▸ What you should do
Please reproduce exactly the lines from the start of the records through the one containing "fn from(registration: FileRegistration)", and nothing more.

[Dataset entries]

use serde::{Deserialize, Serialize};
use std::collections::BTreeSet;
use std::fmt;
use uuid::Uuid;

/// 所有在队列上流转的消息
#[derive(Debug, Clone, Serialize, Deserialize, PartialEq)]
#[serde(tag = "message_type", content = "payload")]
pub enum Message {
    Task(ChunkTask),
    Outcome(ChunkOutcome),
    Registration(FileRegistration),
    Completion(FileCompletion),
}

impl From<ChunkTask> for Message {
    fn from(task: ChunkTask) -> Self {
        Message::Task(task)
    }
}

impl From<ChunkOutcome> for Message {
    fn from(outcome: ChunkOutcome) -> Self {
        Message::Outcome(outcome)
    }
}

impl From<FileRegistration> for Message {
    fn from(registration: FileRegistration) -> Self {
        Message::Registration(registration)
    }
}

impl From<FileCompletion> for Message {
    fn from(completion: FileCompletion) -> Self {
        Message::Completion(completion)
    }
}

impl Message {
    pub fn to_json(&self) -> Result<String, serde_json::Error> {
        serde_json::to_string(self)
    }
    pub fn from_json(json: &str) -> Result<Self, serde_json::Error> {
        serde_json::from_str(json)
    }
}

/// 文件唯一标识
#[derive(Debug, Clone, Copy, PartialEq, Eq, Hash, PartialOrd, Ord, Serialize, Deserialize)]
#[serde(transparent)]
pub struct FileId(Uuid);

impl FileId {
    pub fn new() -> Self {
        Self(Uuid::new_v4())
    }

    pub fn as_uuid(&self) -> &Uuid {
        &self.0
    }
}

impl Default for FileId {
    fn default() -> Self {
        Self::new()
    }
}

impl From<Uuid> for FileId {
    fn from(id: Uuid) -> Self {
        Self(id)
    }
}

impl fmt::Display for FileId {
    fn fmt(&self, f: &mut fmt::Formatter<'_>) -> fmt::Result {
        self.0.fmt(f)
    }
}

/// 分块数据的不透明引用，由存储层解释
#[derive(Debug, Clone, PartialEq, Eq, Hash, Serialize, Deserialize)]
#[serde(transparent)]
pub struct PayloadRef(String);

impl PayloadRef {
    pub fn new(key: impl Into<String>) -> Self {
        Self(key.into())
    }

    /// 按 `<file_id>/<chunk_index>` 生成引用
    pub fn for_chunk(file_id: FileId, chunk_index: u64) -> Self {
        Self(format!("{file_id}/{chunk_index}"))
    }

    pub fn as_str(&self) -> &str {
        &self.0
    }
}

impl fmt::Display for PayloadRef {
    fn fmt(&self, f: &mut fmt::Formatter<'_>) -> fmt::Result {
        f.write_str(&self.0)
    }
}

// 分块任务消息
#[derive(Serialize, Deserialize, Debug, Clone, PartialEq, Eq)]
pub struct ChunkTask {
    pub file_id: FileId,
    pub chunk_index: u64,
    pub payload_ref: PayloadRef,
    /// 冗余的分块总数，供 worker 自检
    pub total_chunks: u64,
    /// 分块内容的 XXH3 校验值
    pub checksum: String,
    /// 死信重新派发的轮次，首次派发为 0
    #[serde(default)]
    pub dispatch_round: u32,
}

#[derive(Serialize, Deserialize, Debug, Clone, Copy, PartialEq, Eq, Hash)]
#[serde(rename_all = "snake_case")]
pub enum ChunkResult {
    Success,
    RetriableFailure,
    TerminalFailure,
}

// 分块处理结果消息
#[derive(Serialize, Deserialize, Debug, Clone, PartialEq, Eq)]
pub struct ChunkOutcome {
    pub file_id: FileId,
    pub chunk_index: u64,
    pub result: ChunkResult,
    #[serde(default, skip_serializing_if = "Option::is_none")]
    pub detail: Option<String>,
}

impl ChunkOutcome {
    pub fn success(file_id: FileId, chunk_index: u64) -> Self {
        Self {
            file_id,
            chunk_index,
            result: ChunkResult::Success,
            detail: None,
        }
    }

    pub fn retriable(file_id: FileId, chunk_index: u64, detail: impl Into<String>) -> Self {
        Self {
            file_id,
            chunk_index,
            result: ChunkResult::RetriableFailure,
            detail: Some(detail.into()),
        }
    }

    pub fn terminal(file_id: FileId, chunk_index: u64, detail: impl Into<String>) -> Self {
        Self {
            file_id,
            chunk_index,
            result: ChunkResult::TerminalFailure,
            detail: Some(detail.into()),
        }
    }
}

// 文件注册
#[derive(Serialize, Deserialize, Debug, Clone, Copy, PartialEq, Eq)]
pub struct FileRegistration {
    pub file_id: FileId,
    pub total_chunks: u64,
}

#[derive(Serialize, Deserialize, Debug, Clone, Copy, PartialEq, Eq)]
#[serde(rename_all = "snake_case")]
pub enum CompletionStatus {
    Completed,
    Failed,
    PartiallyFailed,
}

// 文件完成通知
#[derive(Serialize, Deserialize, Debug, Clone, PartialEq, Eq)]
pub struct FileCompletion {
    pub file_id: FileId,
    pub status: CompletionStatus,
    pub failed_chunk_indices: BTreeSet<u64>,
}

#[cfg(test)]
mod tests {
    use super::*;

    #[test]
    fn outcome_result_uses_snake_case_on_the_wire() {
        let file_id = FileId::new();
        let json = Message::from(ChunkOutcome::retriable(file_id, 3, "timeout"))
            .to_json()
            .unwrap();

        assert!(json.contains(r#""message_type":"Outcome""#));
        assert!(json.contains(r#""result":"retriable_failure""#));
        assert!(json.contains(&format!(r#""file_id":"{file_id}""#)));
    }

    #[test]
    fn completion_roundtrips_through_message() {
        let completion = FileCompletion {
            file_id: FileId::new(),
            status: CompletionStatus::PartiallyFailed,
            failed_chunk_indices: BTreeSet::from([2]),
        };
        let json = Message::from(completion.clone()).to_json().unwrap();
        assert!(json.contains(r#""status":"partially_failed""#));

        match Message::from_json(&json).unwrap() {
            Message::Completion(decoded) => assert_eq!(decoded, completion),
            other => panic!("unexpected message: {other:?}"),
        }
    }

    #[test]
    fn task_without_round_defaults_to_zero() {
        let file_id = FileId::new();
        let json = format!(
            r#"{{"file_id":"{file_id}","chunk_index":1,"payload_ref":"{file_id}/1","total_chunks":4,"checksum":"00"}}"#
        );
        let task: ChunkTask = serde_json::from_str(&json).unwrap();
        assert_eq!(task.dispatch_round, 0);
        assert_eq!(task.payload_ref, PayloadRef::for_chunk(file_id, 1));
    }
}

▸ Response
use serde::{Deserialize, Serialize};
use std::collections::BTreeSet;
use std::fmt;
use uuid::Uuid;

/// 所有在队列上流转的消息
#[derive(Debug, Clone, Serialize, Deserialize, PartialEq)]
#[serde(tag = "message_type", content = "payload")]
pub enum Message {
    Task(ChunkTask),
    Outcome(ChunkOutcome),
    Registration(FileRegistration),
    Completion(FileCompletion),
}

impl From<ChunkTask> for Message {
    fn from(task: ChunkTask) -> Self {
        Message::Task(task)
    }
}

impl From<ChunkOutcome> for Message {
    fn from(outcome: ChunkOutcome) -> Self {
        Message::Outcome(outcome)
    }
}

impl From<FileRegistration> for Message {
    fn from(registration: FileRegistration) -> Self {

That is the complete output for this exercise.